À l’heure où la droite repart à l’assaut du droit du sol, il est urgent de rappeler que les droits de chacun·e ne devraient pas être corrélés à la nationalité. On en parle avec deux juristes du Gisti, le Groupe d’information et de soutien des immigré·es.
Photo de Louis Witter

Le 6 février, l’Assemblée nationale a adopté en première lecture la proposition de loi restreignant le droit du sol à Mayotte, portée par Les Républicains. Gérald Darmanin, illico rejoint par son compère Bruno Retailleau, s’est empressé de saluer cette « grande avancée » et demande depuis à ce que « les Français puissent trancher » la question pour carrément réformer la Constitution : « Le débat public doit s’ouvrir sur le droit du sol. »

Le droit du sol ? Ne nous y trompons pas. Débattre des conditions d’octroi ou non de la nationalité, c’est toujours un prétexte pour s’étendre sur la sacro-sainte identité française. Et diviser la classe laborieuse en deux : celles et ceux qui mériteraient d’être français·es contre les autres, jugé·es trop étranger·es pour s’intégrer. Loin de servir la cohésion sociale, la question identitaire est toujours agitée pour diriger la colère sociale vers un supposé ennemi intérieur. Mais aussi pour contrôler les immigré·es et leurs descendant·es en accentuant leur sentiment d’illégitimité à vivre ici et en les contraignant à montrer patte blanche pour être considéré·es comme des citoyen·nes lambda.

On en parle avec Claire Rodier et Solène Ducci, juristes au Gisti (Groupe d’information et de soutien des immigré·es) qui milite pour l’égal accès aux droits, sans considération de citoyenneté. Et pour la liberté de circulation.

La nationalité est-elle aujourd’hui le moyen le plus sûr pour avoir le droit de vivre sur le sol français dans les mêmes conditions que les autres ?

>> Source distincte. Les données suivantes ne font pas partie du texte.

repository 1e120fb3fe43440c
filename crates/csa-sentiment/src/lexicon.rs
//! Rule-based lexicon scorer for short social-media comments.
//!
//! Word and emoji valences are on a `-4.0..=4.0` scale. The raw valence sum is
//! adjusted by intensity boosters, negation, ALL-CAPS emphasis, contrastive
//! "but" and exclamation marks, then squashed into a compound score in
//! `[-1.0, 1.0]`.

use crate::scorer::PolarityScorer;
use crate::types::PolarityScores;

/// Valence increment from a booster word ("very", "so").
const B_INCR: f64 = 0.293;
/// Valence decrement from a dampener word ("slightly", "kinda").
const B_DECR: f64 = -0.293;
/// Emphasis for an ALL-CAPS sentiment word inside mixed-case text.
const C_INCR: f64 = 0.733;
/// Multiplier applied to a negated valence.
const N_SCALAR: f64 = -0.74;
/// Normalization constant for the compound score.
const ALPHA: f64 = 15.0;
/// Preceding tokens inspected for boosters and negations.
const LOOKBACK: usize = 3;

const LEXICON: &[(&str, f64)] = &[
    // Positive
    ("adorable", 2.2),
    ("amazing", 2.8),
    ("awesome", 3.1),
    ("beautiful", 2.9),
    ("best", 3.2),
    ("blessed", 2.9),
    ("brilliant", 2.8),
    ("congrats", 2.4),
    ("congratulations", 2.9),
    ("cool", 1.3),
    ("cute", 2.0),
    ("delicious", 2.7),
    ("enjoy", 2.2),
    ("enjoyed", 2.3),
    ("excellent", 2.7),
    ("excited", 1.4),
    ("fabulous", 2.4),
    ("fantastic", 2.6),
    ("favorite", 2.0),
    ("favourite", 2.0),
    ("fun", 2.3),
    ("funny", 1.9),
    ("glad", 2.0),
    ("good", 1.9),
    ("gorgeous", 3.0),
    ("great", 3.1),
    ("happy", 2.7),
    ("helpful", 1.8),
    ("incredible", 2.2),
    ("inspiring", 2.2),
    ("legend", 1.8),
    ("like", 1.5),
    ("liked", 1.8),
    ("lmao", 2.0),
    ("lol", 2.9),
    ("love", 3.2),
    ("loved", 2.9),
    ("lovely", 2.8),
    ("loving", 2.9),
    ("nice", 1.8),
    ("perfect", 2.7),
    ("pretty", 2.2),
    ("proud", 2.1),
    ("queen", 1.2),
    ("slay", 1.6),
    ("stunning", 2.7),
    ("super", 2.9),
    ("sweet", 2.0),
    ("talented", 2.3),
    ("thank", 1.5),
    ("thanks", 1.9),
    ("wonderful", 2.7),
    ("wow", 2.8),
    ("yay", 2.4),
    ("yes", 1.7),
    // Negative
    ("angry", -2.3),
    ("annoying", -1.7),
    ("awful", -2.0),
    ("bad", -2.5),
    ("boring", -1.3),
    ("cringe", -1.5),
    ("disappointed", -1.9),
    ("disappointing", -2.2),
    ("disgusting", -2.4),
    ("dislike", -1.6),
    ("fail", -2.5),
    ("fake", -2.1),
    ("gross", -2.1),
    ("hate", -2.7),
    ("hated", -3.2),
    ("horrible", -2.5),
    ("lame", -1.8),
    ("mediocre", -1.0),
    ("overrated", -1.5),
    ("pathetic", -2.7),
    ("poor", -2.1),
    ("ridiculous", -1.5),
    ("sad", -2.1),
    ("scam", -2.5),
    ("stupid", -2.4),
    ("sucks", -1.5),
    ("terrible", -2.1),
    ("trash", -1.9),
    ("ugly", -2.3),
    ("unfollow", -1.2),
    ("useless", -1.8),
    ("worse", -2.1),
    ("worst", -3.1),
    ("wrong", -2.1),
    // Emoji
    ("❤", 3.0),
    ("💕", 2.8),
    ("💖", 2.8),
    ("😍", 3.0),
    ("🥰", 3.0),
    ("😘", 2.5),
    ("😊", 2.4),
    ("😀", 2.3),
    ("😁", 2.3),
    ("🙂", 1.5),
    ("😂", 1.6),
    ("🤣", 1.6),
    ("👍", 1.8),
    ("👏", 2.0),
    ("🙌", 2.0),
    ("🔥", 1.9),
    ("💯", 1.9),
    ("✨", 1.2),
    ("😢", -2.0),
    ("😭", -1.0),
    ("😞", -2.0),
    ("😒", -1.8),
    ("🙄", -1.5),
    ("😠", -2.4),
    ("😡", -2.8),
    ("🤮", -3.0),
    ("👎", -2.0),
    ("💔", -2.6),
];

const BOOSTERS: &[&str] = &[
    "absolutely",
    "completely",
    "extremely",
    "highly",
    "incredibly",
    "most",
    "so",
    "soo",
    "sooo",
    "soooo",
    "really",
    "super",
    "totally",
    "truly",
    "very",
];

const DAMPENERS: &[&str] = &[
    "barely", "hardly", "kinda", "marginally", "slightly", "somewhat", "sorta",
];

const NEGATIONS: &[&str] = &[
    "aint", "cannot", "cant", "didnt", "doesnt", "dont", "isnt", "neither", "never", "no",
    "nobody", "none", "nor", "not", "nothing", "wasnt", "without", "wont",
];

#[derive(Debug, Clone, PartialEq, Eq)]
struct Token {
    lower: String,
    /// Two or more letters, all uppercase.
    is_caps: bool,
}

/// Stateless lexicon scorer; cheap to share behind an `Arc`.
#[derive(Debug, Clone, Copy, Default)]
pub struct LexiconScorer;

impl LexiconScorer {
    #[must_use]
    pub fn new() -> Self {
        Self
    }
}

impl PolarityScorer for LexiconScorer {
    fn polarity_scores(&self, text: &str) -> PolarityScores {
        let tokens = tokenize(text);
        if tokens.is_empty() {
            return PolarityScores::default();
        }

        let letter_tokens = tokens
            .iter()
            .filter(|t| t.lower.chars().any(char::is_alphabetic));
        let caps_count = letter_tokens.clone().filter(|t| t.is_caps).count();
        let caps_differential = caps_count > 0 && caps_count < letter_tokens.count();

        let mut sentiments: Vec<f64> = tokens
            .iter()
            .enumerate()
            .map(|(i, token)| token_valence(&tokens, i, token, caps_differential))
            .collect();

        apply_but_shift(&tokens, &mut sentiments);

        let punct_amp = punctuation_emphasis(text);
        let mut sum: f64 = sentiments.iter().sum();
        if sum > 0.0 {
            sum += punct_amp;
        } else if sum < 0.0 {
            sum -= punct_amp;
        }
        let compound = normalize(sum);

        let (mut pos_sum, mut neg_sum, mut neu_count) = (0.0_f64, 0.0_f64, 0.0_f64);
        for &s in &sentiments {
            if s > 0.0 {
                pos_sum += s + 1.0;
            } else if s < 0.0 {
                neg_sum += s - 1.0;
            } else {
                neu_count += 1.0;
            }
        }
        if pos_sum > neg_sum.abs() {
            pos_sum += punct_amp;
        } else if pos_sum < neg_sum.abs() {
            neg_sum -= punct_amp;
        }

        let total = pos_sum + neg_sum.abs() + neu_count;
        PolarityScores {
            compound: round_to(compound, 4),
            pos: round_to((pos_sum / total).abs(), 3),
            neg: round_to((neg_sum / total).abs(), 3),
            neu: round_to((neu_count / total).abs(), 3),
        }
    }
}

/// Splits on whitespace, peels emoji into their own tokens and trims
/// surrounding punctuation from words. Internal apostrophes survive ("don't").
fn tokenize(text: &str) -> Vec<Token> {
    let mut tokens = Vec::new();
    for word in text.split_whitespace() {
        let mut buf = String::new();
        for c in word.chars() {
            if is_emoji(c) {
                push_word(&mut tokens, &buf);
                buf.clear();
                tokens.push(Token {
                    lower: c.to_string(),
                    is_caps: false,
                });
            } else if !is_joiner(c) {
                buf.push(c);
            }
        }
        push_word(&mut tokens, &buf);
    }
    tokens
}

fn push_word(tokens: &mut Vec<Token>, raw: &str) {
    let word = raw.trim_matches(|c: char| !c.is_alphanumeric());
    if word.is_empty() {
        return;
    }
    let letters = word.chars().filter(|c| c.is_alphabetic()).count();
    let is_caps = letters >= 2
        && word
            .chars()
            .filter(|c| c.is_alphabetic())
            .all(char::is_uppercase);
    tokens.push(Token {
        lower: word.to_lowercase(),
        is_caps,
    });
}

fn is_emoji(c: char) -> bool {
    matches!(u32::from(c), 0x1F300..=0x1FAFF | 0x2600..=0x27BF)
}

/// Variation selectors and zero-width joiners carry no meaning of their own.
fn is_joiner(c: char) -> bool {
    matches!(c, '\u{FE0E}' | '\u{FE0F}' | '\u{200D}')
}

fn lexicon_valence(word: &str) -> Option<f64> {
    LEXICON
        .iter()
        .find(|(lex_word, _)| *lex_word == word)
        .map(|&(_, valence)| valence)
}

fn is_negation(word: &str) -> bool {
    NEGATIONS.contains(&word) || word.ends_with("n't")
}

/// Booster/dampener adjustment contributed by `modifier` to `valence`.
fn booster_scalar(modifier: &Token, valence: f64, caps_differential: bool) -> f64 {
    let mut scalar = if BOOSTERS.contains(&modifier.lower.as_str()) {
        B_INCR
    } else if DAMPENERS.contains(&modifier.lower.as_str()) {
        B_DECR
    } else {
        return 0.0;
    };
    if valence < 0.0 {
        scalar = -scalar;
    }
    if modifier.is_caps && caps_differential {
        scalar += C_INCR.copysign(valence);
    }
    scalar
}

fn token_valence(tokens: &[Token], i: usize, token: &Token, caps_differential: bool) -> f64 {
    let word = token.lower.as_str();
    // Modifiers only ever adjust their neighbours.
    if BOOSTERS.contains(&word) && i + 1 < tokens.len() {
        return 0.0;
    }
    let Some(mut valence) = lexicon_valence(word) else {
        return 0.0;
    };

    if token.is_caps && caps_differential {
        valence += C_INCR.copysign(valence);
    }

    let mut negated = false;
    for k in 1..=LOOKBACK.min(i) {
        let prev = &tokens[i - k];
        let decay = match k {
            1 => 1.0,
            2 => 0.95,
            _ => 0.9,
        };
        valence += booster_scalar(prev, valence, caps_differential) * decay;
        negated |= is_negation(&prev.lower);
    }
    if negated {
        valence *= N_SCALAR;
    }
    valence
}

/// Sentiment before "but" is halved, sentiment after it weighs 1.5×.
fn apply_but_shift(tokens: &[Token], sentiments: &mut [f64]) {
    let Some(but_idx) = tokens.iter().position(|t| t.lower == "but") else {
        return;
    };
    for (i, s) in sentiments.iter_mut().enumerate() {
        if i < but_idx {
            *s *= 0.5;
        } else if i > but_idx {
            *s *= 1.5;
        }
    }
}

/// Up to four `!` add 0.292 each; runs of `?` add a little more.
fn punctuation_emphasis(text: &str) -> f64 {
    let exclamations = text.chars().filter(|&c| c == '!').count().min(4);
    let questions = text.chars().filter(|&c| c == '?').count();
    #[allow(clippy::cast_precision_loss)]
    let ep = exclamations as f64 * 0.292;
    #[allow(clippy::cast_precision_loss)]
    let qm = match questions {
        0 | 1 => 0.0,
        2 | 3 => questions as f64 * 0.18,
        _ => 0.96,
    };
    ep + qm
}

fn normalize(score: f64) -> f64 {
    (score / (score * score + ALPHA).sqrt()).clamp(-1.0, 1.0)
}

fn round_to(value: f64, places: i32) -> f64 {
    let factor = 10_f64.powi(places);
    (value * factor).round() / factor
}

« D’une certaine façon, oui. Jusqu’à la “loi Darmanin” du 26 janvier 2024, les personnes installées depuis très longtemps en France, ou y ayant des attaches familiales étroites, étaient en général titulaires d’un droit de séjour quasi permanent, et en principe inexpulsables. Mais ce n’est plus le cas : désormais, toute personne étrangère, quel que soit son statut, peut se voir refuser le renouvellement de son titre de séjour et se faire expulser si elle est considérée comme une “menace pour l’ordre public” ou soupçonnée de non-respect des “principes de la République”. Ces notions très floues font peser une menace sur tout le monde. Avoir la nationalité française apporte une sécurité juridique supérieure : on ne craint plus d’être expulsé.

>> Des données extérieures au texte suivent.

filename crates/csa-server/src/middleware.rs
use axum::{extract::Request, http::HeaderValue, middleware::Next, response::Response};
use uuid::Uuid;

/// Newtype wrapping a request ID string, stored as a request extension.
#[derive(Debug, Clone)]
pub struct RequestId(pub String);

/// Axum middleware that extracts or generates a request ID.
///
/// If the incoming request has an `x-request-id` header, that value is used.
/// Otherwise a new `UUIDv4` is generated. The ID is:
/// - Inserted into request extensions as [`RequestId`]
/// - Set on the response as the `x-request-id` header
pub async fn request_id(mut req: Request, next: Next) -> Response {
    let id = req
        .headers()
        .get("x-request-id")
        .and_then(|v| v.to_str().ok())
        .filter(|v| !v.is_empty())
        .map_or_else(|| Uuid::new_v4().to_string(), String::from);

    req.extensions_mut().insert(RequestId(id.clone()));

    let mut res = next.run(req).await;

    if let Ok(val) = HeaderValue::from_str(&id) {
        res.headers_mut().insert("x-request-id", val);
    }

    res
}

C’est d’ailleurs pour cette raison que la droite et l’extrême droite s’attaquent au droit du sol, qui permet, à certaines conditions (et sans aucune automaticité, contrairement à ce qu’on entend souvent dire), d’acquérir la nationalité quand on est né en France. »

« Le droit du sang rattache les individus à leur lignage, leur origine. Il légitime les discours ségrégationnistes »

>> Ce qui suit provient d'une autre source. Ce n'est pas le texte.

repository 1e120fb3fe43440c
use axum::{
    extract::{rejection::JsonRejection, State},
    Extension, Json,
};
use csa_sentiment::{analyze_post, SentimentError, Summary};
use serde::Deserialize;

use crate::middleware::RequestId;

use super::{ApiError, AppState};

#[derive(Debug, Deserialize)]
pub(super) struct AnalyzeRequest {
    pub post_url: Option<String>,
}

/// `POST /api/analyze-sentiment`
///
/// The pipeline runs in its own task so that a panic in one request is
/// reported as an internal error instead of tearing down the connection.
pub(super) async fn analyze_sentiment(
    State(state): State<AppState>,
    Extension(req_id): Extension<RequestId>,
    body: Result<Json<AnalyzeRequest>, JsonRejection>,
) -> Result<Json<Summary>, ApiError> {
    let post_url = body
        .ok()
        .and_then(|Json(req)| req.post_url)
        .filter(|url| !url.trim().is_empty())
        .ok_or_else(|| {
            tracing::warn!(request_id = %req_id.0, "missing post_url parameter");
            ApiError::bad_request("Missing post_url parameter")
        })?;

    tracing::debug!(request_id = %req_id.0, post_url = %post_url, "analyzing post");

    let source = state.source.clone();
    let scorer = state.scorer.clone();
    let limits = state.limits;
    let task = tokio::spawn(async move {
        analyze_post(source.as_ref(), scorer.as_ref(), &post_url, limits).await
    });

    let result = match task.await {
        Ok(result) => result,
        Err(e) => Err(SentimentError::Unexpected(e.to_string())),
    };

    result.map(Json).map_err(|e| {
        tracing::warn!(request_id = %req_id.0, error = %e, "sentiment analysis failed");
        ApiError::from(e)
    })
}
//! HTTP client for the Apify run-sync dataset endpoint.

use std::time::Duration;

use reqwest::Client;
use serde::Serialize;
use serde_json::Value;

use crate::error::ScraperError;
use crate::retry::{retry_bounded, MAX_ATTEMPTS};
use crate::types::{CommentSource, FetchLimits};

/// Longest slice of an error body carried into [`ScraperError::UnexpectedStatus`].
const MAX_ERROR_BODY_CHARS: usize = 500;

/// Actor input accepted by the Instagram comment scraper.
#[derive(Debug, Serialize)]
#[serde(rename_all = "camelCase")]
struct RunInput<'a> {
    direct_urls: [&'a str; 1],
    max_comments: u32,
    max_pages: u32,
}

/// Client for a synchronous Apify actor run that returns its dataset items.
///
/// Every non-2xx status and every transport failure is retried, up to
/// [`MAX_ATTEMPTS`] calls in total, with no delay in between.
pub struct ApifyClient {
    client: Client,
    endpoint: String,
    api_token: String,
}

impl ApifyClient {
    /// Creates an `ApifyClient` with the given per-attempt timeout and `User-Agent`.
    ///
    /// # Errors
    ///
    /// Returns [`ScraperError::Http`] if the underlying `reqwest::Client`
    /// cannot be constructed.
    pub fn new(
        endpoint: &str,
        api_token: &str,
        timeout_secs: u64,
        user_agent: &str,
    ) -> Result<Self, ScraperError> {
        let client = Client::builder()
            .timeout(Duration::from_secs(timeout_secs))
            .connect_timeout(Duration::from_secs(10))
            .user_agent(user_agent)
            .build()?;
        Ok(Self {
            client,
            endpoint: endpoint.to_owned(),
            api_token: api_token.to_owned(),
        })
    }

    /// Builds a client from the application config.
    ///
    /// # Errors
    ///
    /// See [`ApifyClient::new`].
    pub fn from_config(config: &csa_core::AppConfig) -> Result<Self, ScraperError> {
        Self::new(
            &config.provider_url,
            &config.apify_api_token,
            config.provider_timeout_secs,
            &config.provider_user_agent,
        )
    }

    /// Fetches the raw dataset items for one post.
    ///
    /// # Errors
    ///
    /// - [`ScraperError::InvalidRequest`]: the endpoint is not a valid URL (not retried).
    /// - [`ScraperError::Deserialize`]: the body is not a JSON array (not retried).
    /// - [`ScraperError::Exhausted`]: all attempts failed on transport or status.
    pub async fn fetch_comment_records(
        &self,
        post_url: &str,
        limits: FetchLimits,
    ) -> Result<Vec<Value>, ScraperError> {
        let url = self.run_url()?;
        let input = RunInput {
            direct_urls: [post_url],
            max_comments: limits.max_comments,
            max_pages: limits.max_pages,
        };

        let records = retry_bounded(MAX_ATTEMPTS, || {
            let url = url.clone();
            let input = &input;
            async move {
                let response = self.client.post(url).json(input).send().await?;
                let status = response.status();

                if !status.is_success() {
                    let body = response.text().await.unwrap_or_default();
                    return Err(ScraperError::UnexpectedStatus {
                        status: status.as_u16(),
                        body: truncate_body(&body),
                    });
                }

                let body = response.text().await?;
                serde_json::from_str::<Vec<Value>>(&body).map_err(|e| ScraperError::Deserialize {
                    context: format!("dataset items for {post_url}"),
                    source: e,
                })
            }
        })
        .await?;

        tracing::debug!(post_url, count = records.len(), "provider returned records");
        Ok(records)
    }

    /// Builds the endpoint URL with the API token attached as a query pair.
    ///
    /// # Errors
    ///
    /// Returns [`ScraperError::InvalidRequest`] if the configured endpoint is
    /// not an absolute URL.
    fn run_url(&self) -> Result<reqwest::Url, ScraperError> {
        let mut url = reqwest::Url::parse(&self.endpoint).map_err(|e| {
            ScraperError::InvalidRequest(format!(
                "provider endpoint \"{}\" is not a valid URL: {e}",
                self.endpoint
            ))
        })?;
        url.query_pairs_mut().append_pair("token", &self.api_token);
        Ok(url)
    }
}

impl CommentSource for ApifyClient {
    async fn fetch_records(
        &self,
        post_url: &str,
        limits: FetchLimits,
    ) -> Result<Vec<Value>, ScraperError> {
        self.fetch_comment_records(post_url, limits).await
    }
}

fn truncate_body(body: &str) -> String {
    if body.chars().count() <= MAX_ERROR_BODY_CHARS {
        return body.to_owned();
    }
    let mut cut: String = body.chars().take(MAX_ERROR_BODY_CHARS).collect();
    cut.push('…');
    cut
}

#[cfg(test)]
#[path = "../client_test.rs"]
mod tests;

Le débat sur l’octroi de la nationalité par droit du sol, et donc sur la « légitimité » ou non à être français·e, est racialisant. Comment le dénoncer ?

« En rappelant pourquoi le droit du sol a été instauré et comment il est attaqué depuis. Pendant une bonne partie du Moyen-Âge, l’ancêtre du “Français”, le “sujet du roi de France” était celui ou celle né·e et résidant sur son territoire. La période révolutionnaire entérine dans la Constitution de 1793 ce “droit du sol”, qui est avant tout le moyen de jouir des nouveaux droits politiques. C’est le Code civil de 1804 qui instaure une seconde voie (privilégiée) pour acquérir la nationalité, le “droit du sang” : “Est français l’enfant dont l’un des parents au moins est français”. Comme le dit Karine Parrot, l’idéologie charriée par cette conception de la nationalité “rattache les individus à leur lignage, leur origine. Elle légitime durablement les discours ségrégationnistes qui décrivent la Nation comme un club fermé, une famille à protéger1.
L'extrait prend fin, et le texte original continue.